白腻的额头沁出薄汗,脸颊不自然的泛红,孟虞无力的抬手摸到额头,滚烫的厉害,紧接着手缓缓下落垂到床沿,完全失去意识。
*
相亲的地方在一家装潢雅致的中式餐馆,季临岳微笑的看着对面的女孩,长相和她名字一样清婉端庄。
两人简单地交换信息,陷入无尽的沉默中。
林晚蔓可能觉得尴尬,一直低着头喝水。
季临岳实在没话讲,任由尴尬的氛围扩散。
林晚蔓眼神在他身上飘忽,打算打破僵局,手机屏幕一亮,不好意思的说:“对不起,我有事要回工作单位一趟。”
季临岳笑了笑,表示没关系,开口说送她。
林晚蔓应下。
季临岳开车把她送到市中心医院门口,车后开进一辆救护车,感应门一开一关涌出一群医生护士,人声嘈杂。
季临岳无心一瞥,只见孟虞躺在担架上,被医生护士推进医院内。
季临岳蹙眉,胸口被某物堵住似的发慌,开到露天停车场,下车,走进医院。
动作几乎一气呵成,都不带想的。
*
孟虞恍惚听到医生的声音,劲的睁开眼。
护士眼尖,“醒了,医生。”
医生拿着听诊器在她胸口量,“病人腰腹发炎,导致高烧。”
孟虞眨了眨眼,眼前的景象又开始模糊扭曲。
再睁开眼时,孟虞已经躺在病房,手背插着针头,挂点滴。
她把枕头垫在腰背,记忆慢慢恢复。
记得昨晚浑身发热,流汗,身体被千斤称压着似的,动都不能动,天蒙蒙亮时,终于开始有了点意识,打了120电话,说了什么已经完全记不得,记忆在这就戛然而止。
孟虞扶着疼得炸裂的头,闭目凝神。
季临岳问护士站的护士,“请问叫孟虞病人,住在哪间病房?”
带着护士帽的护士抬头,正欲回答,睁大眼睛不可思议的看向他,“你怎么在这?”
季临岳愣了下,“真巧。”
是刚刚相亲的那姑娘,林晚蔓。
从她那知道病房号,季临岳却在门口逡巡,她跟自己算什么关系,顶多算个警察和证人,更何况这关系已经结束。
季临岳摇头,笑笑,迈步离开。
“季临岳?”
孟虞站在门口,喊住他。
季临岳转身回头,只见她单薄的身影站在光影交错里,一缕光从房顶落下,照在她眉骨处,她那漂亮的皮囊下有烈而见效慢的毒,渗皮透骨,致命的。
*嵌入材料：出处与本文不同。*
//! Merchant private data: a schema-free tree carried opaquely on carts and items.

use serde::{Deserialize, Serialize};

/// A node of the private-data tree.
#[derive(Debug, Clone, PartialEq, Eq, Serialize, Deserialize)]
pub enum PrivateData {
    Scalar(String),
    List(Vec<PrivateData>),
    Map(PrivateDataMap),
}

impl PrivateData {
    pub fn scalar(value: impl Into<String>) -> Self {
        PrivateData::Scalar(value.into())
    }

    pub fn list<I, T>(values: I) -> Self
    where
        I: IntoIterator<Item = T>,
        T: Into<PrivateData>,
    {
        PrivateData::List(values.into_iter().map(Into::into).collect())
    }

    pub fn as_scalar(&self) -> Option<&str> {
        match self {
            PrivateData::Scalar(s) => Some(s),
            _ => None,
        }
    }

    pub fn as_map(&self) -> Option<&PrivateDataMap> {
        match self {
            PrivateData::Map(m) => Some(m),
            _ => None,
        }
    }
}

impl From<&str> for PrivateData {
    fn from(value: &str) -> Self {
        PrivateData::Scalar(value.to_string())
    }
}

impl From<String> for PrivateData {
    fn from(value: String) -> Self {
        PrivateData::Scalar(value)
    }
}

impl From<PrivateDataMap> for PrivateData {
    fn from(value: PrivateDataMap) -> Self {
        PrivateData::Map(value)
    }
}

/// String-keyed map that keeps insertion order.
///
/// Inserting an existing key replaces its value in place.
#[derive(Debug, Clone, Default, PartialEq, Eq, Serialize, Deserialize)]
pub struct PrivateDataMap {
    entries: Vec<(String, PrivateData)>,
}

impl PrivateDataMap {
    pub fn new() -> Self {
        Self::default()
    }

    pub fn with(mut self, key: impl Into<String>, value: impl Into<PrivateData>) -> Self {
        self.insert(key, value);
        self
    }

    pub fn insert(&mut self, key: impl Into<String>, value: impl Into<PrivateData>) {
        let key = key.into();
        let value = value.into();
        match self.entries.iter_mut().find(|(k, _)| *k == key) {
            Some((_, slot)) => *slot = value,
            None => self.entries.push((key, value)),
        }
    }

    pub fn get(&self, key: &str) -> Option<&PrivateData> {
        self.entries.iter().find(|(k, _)| k == key).map(|(_, v)| v)
    }

    pub fn iter(&self) -> impl Iterator<Item = (&str, &PrivateData)> {
        self.entries.iter().map(|(k, v)| (k.as_str(), v))
    }

    pub fn len(&self) -> usize {
        self.entries.len()
    }

    pub fn is_empty(&self) -> bool {
        self.entries.is_empty()
    }
}

impl<K, V> FromIterator<(K, V)> for PrivateDataMap
where
    K: Into<String>,
    V: Into<PrivateData>,
{
    fn from_iter<I: IntoIterator<Item = (K, V)>>(iter: I) -> Self {
        let mut map = PrivateDataMap::new();
        for (k, v) in iter {
            map.insert(k, v);
        }
        map
    }
}
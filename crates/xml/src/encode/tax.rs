use checkout_domain::TaxTable;

use crate::encode::{area_element, bool_text, rate_text};
use crate::tree::Element;

/// `<tax-tables>` for a command; the first table is the default one.
///
/// Returns `None` when there are no tables.
pub(crate) fn tax_tables_element(tables: &[TaxTable]) -> Option<Element> {
    let (default_table, alternates) = tables.split_first()?;

    let mut el = Element::new("tax-tables").with_attribute("merchant-calculated", bool_text(default_table.merchant_calculated));

    let rules = el.add_child("default-tax-table").add_child("tax-rules");
    for rule in &default_table.rules {
        let rule_el = rules.add_child("default-tax-rule");
        rule_el.add_text_child("shipping-taxed", bool_text(rule.shipping_taxed));
        rule_el.add_text_child("rate", rate_text(rule.rate));
        rule_el.add_child("tax-area").push(area_element(&rule.area));
    }

    let alternate_tables = el.add_child("alternate-tax-tables");
    for table in alternates {
        let table_el = alternate_tables.push(
            Element::new("alternate-tax-table")
                .with_attribute("name", table.name.as_str())
                .with_attribute("standalone", bool_text(table.standalone)),
        );
        let rules = table_el.add_child("alternate-tax-rules");
        for rule in &table.rules {
            let rule_el = rules.add_child("alternate-tax-rule");
            rule_el.add_text_child("rate", rate_text(rule.rate));
            rule_el.add_child("tax-area").push(area_element(&rule.area));
        }
    }

    Some(el)
}
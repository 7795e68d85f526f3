use checkout_domain::{DigitalContent, Item, LineItem, ShoppingCart, Subscription, SubscriptionPayment};

use crate::encode::private_data::write_private_data;
use crate::encode::{bool_text, money_element, timestamp_text};
use crate::error::{CodecError, CodecResult};
use crate::tree::Element;

pub(crate) fn shopping_cart_element(cart: &ShoppingCart) -> CodecResult<Element> {
    let mut el = Element::new("shopping-cart");

    if let Some(expires_at) = &cart.expires_at {
        el.add_child("cart-expiration")
            .add_text_child("good-until-date", timestamp_text(expires_at));
    }
    if let Some(data) = &cart.private_data {
        write_private_data(el.add_child("merchant-private-data"), data)?;
    }

    let items = el.add_child("items");
    for item in &cart.items {
        items.push(item_element(item)?);
    }
    Ok(el)
}

fn item_element(item: &Item) -> CodecResult<Element> {
    let mut el = line_item_element("item", &item.line)?;
    if let Some(subscription) = &item.subscription {
        el.push(subscription_element(subscription)?);
    }
    Ok(el)
}

/// Fields shared by cart items and recurrent items, under the element `tag`.
fn line_item_element(tag: &str, line: &LineItem) -> CodecResult<Element> {
    let unit_price = line
        .unit_price
        .as_ref()
        .ok_or_else(|| CodecError::missing_element(tag, "unit-price"))?;

    let mut el = Element::new(tag);
    el.add_text_child("item-name", line.name.as_str());
    el.add_text_child("item-description", line.description.clone().unwrap_or_default());
    el.push(money_element("unit-price", unit_price));
    el.add_text_child("quantity", line.quantity.to_string());

    if let Some(id) = &line.merchant_item_id {
        el.add_text_child("merchant-item-id", id.as_str());
    }
    if let Some(weight) = &line.weight {
        el.push(
            Element::new("item-weight")
                .with_attribute("unit", weight.unit())
                .with_attribute("value", weight.value_text()),
        );
    }
    if let Some(data) = &line.private_data {
        write_private_data(el.add_child("merchant-private-item-data"), data)?;
    }
    if let Some(table) = line.tax_table() {
        el.add_text_child("tax-table-selector", table);
    }
    if let Some(content) = &line.digital_content {
        el.push(digital_content_element(content));
    }
    Ok(el)
}

fn digital_content_element(content: &DigitalContent) -> Element {
    let mut el = Element::new("digital-content");
    if let Some(description) = &content.description {
        el.add_text_child("description", description.as_str());
    }
    if let Some(email_delivery) = content.email_delivery {
        el.add_text_child("email-delivery", bool_text(email_delivery));
    }
    if let Some(key) = &content.key {
        el.add_text_child("key", key.as_str());
    }
    if let Some(url) = &content.url {
        el.add_text_child("url", url.as_str());
    }
    el.add_text_child("display-disposition", content.display_disposition.as_str());
    el
}

fn subscription_element(subscription: &Subscription) -> CodecResult<Element> {
    let mut el = Element::new("subscription");
    if let Some(period) = subscription.period {
        el.set_attribute("period", period.as_str());
    }
    if let Some(kind) = subscription.kind {
        el.set_attribute("type", kind.as_str());
    }
    if let Some(no_charge_after) = &subscription.no_charge_after {
        el.set_attribute("no-charge-after", timestamp_text(no_charge_after));
    }
    if let Some(start_date) = &subscription.start_date {
        el.set_attribute("start-date", timestamp_text(start_date));
    }

    if !subscription.payments.is_empty() {
        let payments = el.add_child("payments");
        for payment in &subscription.payments {
            payments.push(payment_element(payment));
        }
    }
    for item in &subscription.recurrent_items {
        el.push(line_item_element("recurrent-item", item)?);
    }
    Ok(el)
}

fn payment_element(payment: &SubscriptionPayment) -> Element {
    let mut el = Element::new("subscription-payment");
    if let Some(times) = payment.times {
        el.set_attribute("times", times.to_string());
    }
    el.push(money_element("maximum-charge", &payment.maximum_charge));
    el
}
//! Tax tables and rules.
//!
//! A checkout command carries an ordered list of tables. The first one is the
//! default table; every other table is an alternate table that items select by
//! name.

use serde::{Deserialize, Serialize};

use crate::area::Area;

/// A single region-scoped tax rate.
#[derive(Debug, Clone, PartialEq, Serialize, Deserialize)]
pub struct TaxRule {
    pub rate: f64,
    pub area: Area,
    pub shipping_taxed: bool,
}

impl TaxRule {
    pub fn new(rate: f64, area: Area) -> Self {
        Self {
            rate,
            area,
            shipping_taxed: false,
        }
    }

    pub fn with_shipping_taxed(mut self, shipping_taxed: bool) -> Self {
        self.shipping_taxed = shipping_taxed;
        self
    }
}

/// Named, ordered set of tax rules.
///
/// An empty rule list is accepted here; the provider rejects it later.
#[derive(Debug, Clone, PartialEq, Serialize, Deserialize)]
pub struct TaxTable {
    pub name: String,
    pub standalone: bool,
    pub merchant_calculated: bool,
    pub rules: Vec<TaxRule>,
}

impl TaxTable {
    pub fn new(name: impl Into<String>, standalone: bool) -> Self {
        Self {
            name: name.into(),
            standalone,
            merchant_calculated: false,
            rules: Vec::new(),
        }
    }

    pub fn with_merchant_calculated(mut self, merchant_calculated: bool) -> Self {
        self.merchant_calculated = merchant_calculated;
        self
    }

    pub fn with_rule(mut self, rule: TaxRule) -> Self {
        self.rules.push(rule);
        self
    }

    pub fn add_rule(&mut self, rule: TaxRule) -> &mut TaxRule {
        self.rules.push(rule);
        let last = self.rules.len() - 1;
        &mut self.rules[last]
    }
}
use chrono::{DateTime, NaiveDateTime, Utc};

use checkout_domain::OrderReport;

use crate::decode::optional_text;
use crate::error::{CodecError, CodecResult};
use crate::tree::Element;

/// Decode an `<order-list-request>` back into its report command.
pub fn decode_order_report(root: &Element) -> CodecResult<OrderReport> {
    let start = report_date(root, "start-date")?;
    let end = report_date(root, "end-date")?;
    let mut report = OrderReport::new(start, end)?;

    if let Some(state) = optional_text(root, "financial-state") {
        report
            .set_financial_state(&state)
            .map_err(|e| CodecError::invalid_value("financial-state", &state, e))?;
    }
    if let Some(state) = optional_text(root, "fulfillment-state") {
        report
            .set_fulfillment_state(&state)
            .map_err(|e| CodecError::invalid_value("fulfillment-state", &state, e))?;
    }
    report.date_time_zone = optional_text(root, "date-time-zone");
    Ok(report)
}

fn report_date(root: &Element, name: &str) -> CodecResult<DateTime<Utc>> {
    let text = root.required_attribute(name)?;
    NaiveDateTime::parse_from_str(text, OrderReport::DATE_FORMAT)
        .map(|naive| naive.and_utc())
        .map_err(|e| CodecError::invalid_value(name, text, e))
}

#[cfg(test)]
mod tests {
    use super::*;
    use crate::tree::parse;
    use chrono::TimeZone;
    use checkout_domain::{FinancialState, FulfillmentState};

    #[test]
    fn decodes_all_fields() {
        let el = parse(
            r#"<order-list-request xmlns="http://checkout.google.com/schema/2" start-date="2007-09-01T00:00:00" end-date="2007-09-30T23:59:59">
                 <financial-state>CHARGED</financial-state>
                 <fulfillment-state>NEW</fulfillment-state>
                 <date-time-zone>America/New_York</date-time-zone>
               </order-list-request>"#,
        )
        .unwrap();

        let report = decode_order_report(&el).unwrap();
        assert_eq!(report.start_date(), Utc.with_ymd_and_hms(2007, 9, 1, 0, 0, 0).unwrap());
        assert_eq!(report.end_date(), Utc.with_ymd_and_hms(2007, 9, 30, 23, 59, 59).unwrap());
        assert_eq!(report.financial_state, Some(FinancialState::Charged));
        assert_eq!(report.fulfillment_state, Some(FulfillmentState::New));
        assert_eq!(report.date_time_zone.as_deref(), Some("America/New_York"));
    }

    #[test]
    fn filters_are_optional() {
        let el = parse(r#"<order-list-request start-date="2007-09-01T00:00:00" end-date="2007-09-01T00:00:00"/>"#).unwrap();
        let report = decode_order_report(&el).unwrap();
        assert_eq!(report.financial_state, None);
        assert_eq!(report.fulfillment_state, None);
        assert_eq!(report.date_time_zone, None);
    }

    #[test]
    fn rejects_bad_dates_and_states() {
        let el = parse(r#"<order-list-request end-date="2007-09-01T00:00:00"/>"#).unwrap();
        assert_eq!(
            decode_order_report(&el).unwrap_err(),
            CodecError::missing_attribute("order-list-request", "start-date")
        );

        let el = parse(r#"<order-list-request start-date="2007-09-02T00:00:00" end-date="2007-09-01T00:00:00"/>"#).unwrap();
        assert!(matches!(decode_order_report(&el), Err(CodecError::Domain(_))));

        let el = parse(
            r#"<order-list-request start-date="2007-09-01T00:00:00" end-date="2007-09-02T00:00:00"><financial-state>DUMMY</financial-state></order-list-request>"#,
        )
        .unwrap();
        assert!(matches!(decode_order_report(&el), Err(CodecError::InvalidValue { .. })));
    }
}
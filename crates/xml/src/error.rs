//! Codec error model.

use thiserror::Error;

use checkout_core::{DomainError, SerialNumber};

pub type CodecResult<T> = Result<T, CodecError>;

/// Error reported by the provider in an `<error>` document.
#[derive(Debug, Error, Clone, PartialEq, Eq)]
#[error("checkout error (serial {serial_number}): {message}")]
pub struct CheckoutError {
    pub serial_number: SerialNumber,
    pub message: String,
    /// HTTP status of the response carrying the error, when the transport knows it.
    pub response_code: Option<u16>,
}

impl CheckoutError {
    pub fn with_response_code(mut self, code: u16) -> Self {
        self.response_code = Some(code);
        self
    }
}

/// Encode/decode error.
#[derive(Debug, Error, Clone, PartialEq, Eq)]
pub enum CodecError {
    /// The document is not well-formed XML.
    #[error("malformed xml: {0}")]
    Xml(String),

    #[error("<{parent}> is missing required element <{name}>")]
    MissingElement { parent: String, name: String },

    #[error("<{element}> is missing required attribute '{name}'")]
    MissingAttribute { element: String, name: String },

    #[error("<{element}> has invalid value '{value}': {reason}")]
    InvalidValue {
        element: String,
        value: String,
        reason: String,
    },

    /// Root element no decoder is registered for.
    #[error("unknown document root <{0}>")]
    UnknownRoot(String),

    /// Known document type that this codec does not decode.
    #[error("unsupported document <{0}>")]
    Unsupported(String),

    #[error(transparent)]
    Checkout(#[from] CheckoutError),

    #[error(transparent)]
    Domain(#[from] DomainError),
}

impl CodecError {
    pub fn missing_element(parent: impl Into<String>, name: impl Into<String>) -> Self {
        Self::MissingElement {
            parent: parent.into(),
            name: name.into(),
        }
    }

    pub fn missing_attribute(element: impl Into<String>, name: impl Into<String>) -> Self {
        Self::MissingAttribute {
            element: element.into(),
            name: name.into(),
        }
    }

    pub fn invalid_value(element: impl Into<String>, value: impl Into<String>, reason: impl ToString) -> Self {
        Self::InvalidValue {
            element: element.into(),
            value: value.into(),
            reason: reason.to_string(),
        }
    }
}

impl From<quick_xml::Error> for CodecError {
    fn from(err: quick_xml::Error) -> Self {
        Self::Xml(err.to_string())
    }
}

impl From<quick_xml::events::attributes::AttrError> for CodecError {
    fn from(err: quick_xml::events::attributes::AttrError) -> Self {
        Self::Xml(err.to_string())
    }
}

impl From<std::io::Error> for CodecError {
    fn from(err: std::io::Error) -> Self {
        Self::Xml(err.to_string())
    }
}

impl From<std::str::Utf8Error> for CodecError {
    fn from(err: std::str::Utf8Error) -> Self {
        Self::Xml(err.to_string())
    }
}

impl From<std::string::FromUtf8Error> for CodecError {
    fn from(err: std::string::FromUtf8Error) -> Self {
        Self::Xml(err.to_string())
    }
}
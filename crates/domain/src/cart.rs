//! Shopping cart owned by a checkout or order-recurrence command.

use chrono::{DateTime, Utc};
use serde::{Deserialize, Serialize};

use crate::item::Item;
use crate::private_data::PrivateDataMap;

#[derive(Debug, Clone, Default, PartialEq, Serialize, Deserialize)]
pub struct ShoppingCart {
    pub items: Vec<Item>,
    pub expires_at: Option<DateTime<Utc>>,
    pub private_data: Option<PrivateDataMap>,
}

impl ShoppingCart {
    pub fn new() -> Self {
        Self::default()
    }

    /// Append an item and return it for further configuration.
    pub fn add_item(&mut self, item: impl Into<Item>) -> &mut Item {
        self.items.push(item.into());
        let last = self.items.len() - 1;
        &mut self.items[last]
    }

    pub fn with_item(mut self, item: impl Into<Item>) -> Self {
        self.items.push(item.into());
        self
    }
}
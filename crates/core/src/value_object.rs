//! Value object trait: equality by value, not identity.

/// Marker trait for value objects.
///
/// Value objects are **immutable** and **compared by value**: two `Money`
/// instances with the same amount and currency are the same money, and a
/// `Weight` of `2.2 LB` is interchangeable with any other `2.2 LB`.
///
/// To "modify" a value object, build a new one.
pub trait ValueObject: Clone + PartialEq + core::fmt::Debug {}
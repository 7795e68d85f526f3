//! Domain → XML.
//!
//! Every entity has a function building its [`Element`]; [`encode`] picks the
//! root for a command and serializes the finished tree.

mod area;
mod cart;
mod checkout;
mod commands;
mod private_data;
mod responses;
mod shipping;
mod tax;

use chrono::{DateTime, SecondsFormat, Utc};
use tracing::debug;

use checkout_core::{GoogleOrderNumber, Money};
use checkout_domain::Command;

use crate::error::CodecResult;
use crate::tree::Element;

pub use private_data::sanitize_tag;
pub use responses::{encode_acknowledgment, encode_merchant_calculation_results};

pub(crate) use area::area_element;
pub(crate) use cart::shopping_cart_element;
pub(crate) use private_data::write_private_data;

/// Serialize a command into its XML document.
pub fn encode(command: &Command) -> CodecResult<String> {
    let root = commands::command_element(command)?;
    let xml = root.to_document()?;
    debug!(
        command = command.tag(),
        google_order_number = command.google_order_number().map(|n| n.as_str()),
        bytes = xml.len(),
        "encoded command"
    );
    Ok(xml)
}

/// Namespaced root, carrying `google-order-number` for order-targeted commands.
pub(crate) fn command_root(tag: &str, google_order_number: Option<&GoogleOrderNumber>) -> Element {
    let root = Element::root(tag);
    match google_order_number {
        Some(number) => root.with_attribute("google-order-number", number.as_str()),
        None => root,
    }
}

/// `<name currency="XXX">12.34</name>`
pub(crate) fn money_element(name: &str, money: &Money) -> Element {
    Element::new(name)
        .with_attribute("currency", money.currency())
        .with_text(money.to_string())
}

pub(crate) fn bool_text(value: bool) -> &'static str {
    if value { "true" } else { "false" }
}

pub(crate) fn timestamp_text(time: &DateTime<Utc>) -> String {
    time.to_rfc3339_opts(SecondsFormat::Secs, true)
}

/// Decimal text of a rate or percentage; integral values keep one fractional digit.
pub(crate) fn rate_text(rate: f64) -> String {
    let text = rate.to_string();
    if text.contains(['.', 'e', 'E']) || !rate.is_finite() {
        text
    } else {
        format!("{text}.0")
    }
}

#[cfg(test)]
mod tests {
    use super::*;
    use chrono::TimeZone;

    #[test]
    fn money_element_carries_currency_and_two_digits() {
        let el = money_element("amount", &Money::new(22606, "GBP"));
        assert_eq!(el.attribute("currency"), Some("GBP"));
        assert_eq!(el.text(), "226.06");
    }

    #[test]
    fn rate_text_keeps_a_fraction() {
        assert_eq!(rate_text(0.0825), "0.0825");
        assert_eq!(rate_text(1.0), "1.0");
        assert_eq!(rate_text(0.0), "0.0");
    }

    #[test]
    fn timestamps_use_utc_designator() {
        let time = Utc.with_ymd_and_hms(2007, 4, 30, 8, 3, 57).unwrap();
        assert_eq!(timestamp_text(&time), "2007-04-30T08:03:57Z");
    }

    #[test]
    fn command_root_only_adds_order_number_when_given() {
        let number = GoogleOrderNumber::new("841171949013218").unwrap();
        let root = command_root("charge-order", Some(&number));
        assert_eq!(root.attribute("google-order-number"), Some("841171949013218"));
        assert_eq!(root.attribute("xmlns"), Some(crate::tree::NAMESPACE));

        let root = command_root("order-list-request", None);
        assert_eq!(root.attribute("google-order-number"), None);
    }
}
她静静的看向他,平静的眼里是永不干涸的春水,平静的倒影出他的身影。
或许季临岳中毒了,出神看着,冷不防的被她唤回神智,听见她说:“你在这?”
季临岳脸上一瞬的慌乱,孟虞直视他,捉住那稍纵即逝,嘴角笑笑。
“来看朋友。”
“是吗?”她挑眉含笑,“有烟吗?”
季临岳:“生病还抽烟?”
孟虞嘴角的笑更浓,“我没生病不能抽烟这个概念。”
袖口被她挽了两截,她的手腕很细,戴了一只窄窄银镯,有些地方被磨得看不出花纹。
季临岳扬了扬下巴,示意头顶上的字样。
赫然大字,本医院禁止吸烟。
孟虞笑了,作罢,开口问:“开车了吗?”
季临岳顿了顿,点头。
孟虞:“开车带我去了地方。”
不允许拒绝的眼神投向他,她推着吊瓶杆回病房,没多久,换了身行头出来,简单的黑色连衣裙,她压低棒球帽帽檐,“走吧。”